Argentina never gelled under him, managed just three wins, and were outside the qualification places when he was fired with four matches remaining.
By this time, Sampaoli was available, and while many fans complained he was getting the job through media lobbying, get the job he did. Draws with Uruguay, Venezuela and Peru did nothing to win the fans over, and when Ecuador took the lead after just 38 seconds of the final, must-win qualifier in Quito, everyone feared the worst … and then up stepped Lionel Messi, scoring a high-altitude hat trick to send his team to Russia at the last gasp.
Lionel Messi, Lionel Messi and Lionel Messi. With the lack of time international coaches get to prepare their teams when compared to their club counterparts, it makes sense for Argentina’s Plan A to revolve around perhaps the best attacking footballer of all time.

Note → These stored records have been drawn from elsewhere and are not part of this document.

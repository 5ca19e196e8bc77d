//! Completion providers.

pub mod ollama;
pub mod openrouter;

pub use ollama::OllamaClient;
pub use openrouter::OpenRouterClient;
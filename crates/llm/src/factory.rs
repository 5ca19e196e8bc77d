//! LLM provider factory.
//!
//! Creates completion clients from a provider name, endpoint and API key.

use crate::client::LlmClient;
use crate::providers::{OllamaClient, OpenRouterClient};
use crate::types::ProviderType;
use std::sync::Arc;
use std::time::Duration;

/// Create an LLM client based on the provider name.
///
/// # Arguments
/// * `provider` - Provider identifier ("openrouter", "ollama")
/// * `endpoint` - Optional custom endpoint URL
/// * `api_key` - Optional API key; OpenRouter without one still builds a
///   client whose calls fail, so questions degrade to deferral
/// * `timeout` - Transport-level timeout for each request
///
/// # Errors
/// Returns an error message if the provider is unknown.
pub fn create_client(
    provider: &str,
    endpoint: Option<&str>,
    api_key: Option<&str>,
    timeout: Duration,
) -> Result<Arc<dyn LlmClient>, String> {
    match ProviderType::parse(provider) {
        Some(ProviderType::Ollama) => {
            let base_url = endpoint.unwrap_or(crate::providers::ollama::DEFAULT_OLLAMA_URL);
            Ok(Arc::new(OllamaClient::with_base_url(base_url, timeout)))
        }
        Some(ProviderType::OpenRouter) => {
            if api_key.is_none() {
                tracing::warn!("OpenRouter client created without an API key");
            }
            let base_url =
                endpoint.unwrap_or(crate::providers::openrouter::DEFAULT_OPENROUTER_URL);
            Ok(Arc::new(OpenRouterClient::with_base_url(
                base_url,
                api_key.map(str::to_string),
                timeout,
            )))
        }
        None => Err(format!("Unknown provider: {}", provider)),
    }
}

#[cfg(test)]
mod tests {
    use super::*;

    const TIMEOUT: Duration = Duration::from_secs(5);

    #[test]
    fn test_create_ollama_client() {
        let client = create_client("ollama", None, None, TIMEOUT).unwrap();
        assert_eq!(client.provider_name(), "ollama");
    }

    #[test]
    fn test_create_ollama_with_custom_endpoint() {
        let client = create_client("ollama", Some("http://localhost:8080"), None, TIMEOUT);
        assert!(client.is_ok());
    }

    #[test]
    fn test_create_openrouter_without_key() {
        let client = create_client("openrouter", None, None, TIMEOUT).unwrap();
        assert_eq!(client.provider_name(), "openrouter");
    }

    #[test]
    fn test_unknown_provider() {
        match create_client("unknown", None, None, TIMEOUT) {
            Err(err) => assert!(err.contains("Unknown provider")),
            Ok(_) => panic!("Expected error for unknown provider"),
        }
    }
}
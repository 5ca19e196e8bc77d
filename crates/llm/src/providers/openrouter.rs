//! OpenRouter LLM provider implementation.
//!
//! OpenRouter exposes an OpenAI-compatible chat completions API:
//! https://openrouter.ai/docs/api-reference/chat-completion

use crate::client::{LlmClient, LlmRequest, LlmResponse, LlmUsage};
use faqgate_core::{AppError, AppResult};
use serde::{Deserialize, Serialize};
use std::time::Duration;

/// Default OpenRouter API base.
pub const DEFAULT_OPENROUTER_URL: &str = "https://openrouter.ai/api/v1";

#[derive(Debug, Serialize)]
struct ChatRequest {
    model: String,
    messages: Vec<ChatMessage>,
}

#[derive(Debug, Serialize, Deserialize)]
struct ChatMessage {
    role: String,
    #[serde(default)]
    content: Option<String>,
}

#[derive(Debug, Deserialize)]
struct ChatResponse {
    #[serde(default)]
    model: Option<String>,
    #[serde(default)]
    choices: Vec<ChatChoice>,
    #[serde(default)]
    usage: Option<ChatUsage>,
}

#[derive(Debug, Deserialize)]
struct ChatChoice {
    #[serde(default)]
    message: Option<ChatMessage>,
}

#[derive(Debug, Deserialize)]
struct ChatUsage {
    #[serde(default)]
    prompt_tokens: u32,
    #[serde(default)]
    completion_tokens: u32,
}

/// OpenRouter chat-completions client.
pub struct OpenRouterClient {
    base_url: String,
    api_key: Option<String>,
    client: reqwest::Client,
}

impl OpenRouterClient {
    /// Create a client against the public OpenRouter endpoint.
    pub fn new(api_key: Option<String>) -> Self {
        Self::with_base_url(DEFAULT_OPENROUTER_URL, api_key, Duration::from_secs(60))
    }

    /// Create a client with a custom base URL and request timeout.
    pub fn with_base_url(
        base_url: impl Into<String>,
        api_key: Option<String>,
        timeout: Duration,
    ) -> Self {
        let client = reqwest::Client::builder()
            .timeout(timeout)
            .build()
            .unwrap_or_else(|e| {
                tracing::warn!("Falling back to default HTTP client for OpenRouter: {}", e);
                reqwest::Client::new()
            });

        Self {
            base_url: base_url.into().trim_end_matches('/').to_string(),
            api_key: api_key.filter(|key| !key.trim().is_empty()),
            client,
        }
    }

    /// The rendered prompt goes out as a single user message.
    fn to_chat_request(&self, request: &LlmRequest) -> ChatRequest {
        ChatRequest {
            model: request.model.clone(),
            messages: vec![ChatMessage {
                role: "user".to_string(),
                content: Some(request.prompt.clone()),
            }],
        }
    }

    /// Extract the first choice's content; a response without one is an error.
    fn convert_response(&self, response: ChatResponse, requested_model: &str) -> AppResult<LlmResponse> {
        let content = response
            .choices
            .into_iter()
            .next()
            .and_then(|choice| choice.message)
            .and_then(|message| message.content)
            .ok_or_else(|| AppError::Llm("OpenRouter response contained no choices".to_string()))?;

        let usage = response
            .usage
            .map(|u| LlmUsage::new(u.prompt_tokens, u.completion_tokens))
            .unwrap_or_default();

        Ok(LlmResponse {
            content: content.trim().to_string(),
            model: response.model.unwrap_or_else(|| requested_model.to_string()),
            usage,
        })
    }
}

#[async_trait::async_trait]
impl LlmClient for OpenRouterClient {
    fn provider_name(&self) -> &str {
        "openrouter"
    }

    #[tracing::instrument(skip(self, request), fields(model = %request.model))]
    async fn complete(&self, request: &LlmRequest) -> AppResult<LlmResponse> {
        let api_key = self
            .api_key
            .as_deref()
            .ok_or_else(|| AppError::Llm("OpenRouter API key is not configured".to_string()))?;

        let url = format!("{}/chat/completions", self.base_url);
        tracing::debug!("Sending chat completion request to {}", url);

        let response = self
            .client
            .post(&url)
            .bearer_auth(api_key)
            .json(&self.to_chat_request(request))
            .send()
            .await
            .map_err(|e| AppError::Llm(format!("Failed to send request to OpenRouter: {}", e)))?;

        if !response.status().is_success() {
            let status = response.status();
            let error_text = response
                .text()
                .await
                .unwrap_or_else(|_| "Unknown error".to_string());
            tracing::warn!("OpenRouter returned {}", status);
            return Err(AppError::Llm(format!(
                "OpenRouter API error ({}): {}",
                status, error_text
            )));
        }

        let chat_response: ChatResponse = response
            .json()
            .await
            .map_err(|e| AppError::Llm(format!("Failed to parse OpenRouter response: {}", e)))?;

        self.convert_response(chat_response, &request.model)
    }
}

The flip side of that is that too often during qualifying, Messi’s teammates seemed to be expecting him to drag them through on his own, and if he isn’t available, through injury or (less likely) suspension, they can look lost.
It’s also hard to escape the sense, listening to Sampaoli talk in press conferences and interviews, that he’s as in thrall to Messi as the most guilty of his players. Rather than build an attacking plan in which Messi could be the difference between a good and a great team, there’s a danger he might be piling everything onto the Barcelona man’s shoulders and forgetting about the surrounding structure.
After Messi, Manchester City striker Sergio Aguero is the first choice centre forward, and his fitness – he’s suffered stress injuries in big games for Argentina before, but Sampaoli says he has no plans to take a team psychologist to Russia – will be key.
His understanding with Messi is as good as could be hoped for considering the two have never played for the same club. Elsewhere, Nicolas Otamendi, even after his horror show against Spain, is the first choice centre back and Gabriel Mercado, charging forward from right back to overlap Messi when the latter moves to the right and then cuts inside, will be a vital contributor to the team’s shape.
One to watch - Cristian Pavon
Fans who’ve seen Argentina in their post-qualifying friendlies will already have caught a glimpse or two of Cristian Pavon, but for much of the rest of the world he’ll be something of an unknown entity.
The Boca Juniors winger can often play as though he has a bucket over his head, but over the last eight months or so he does at least appear to have cut some eye holes in it.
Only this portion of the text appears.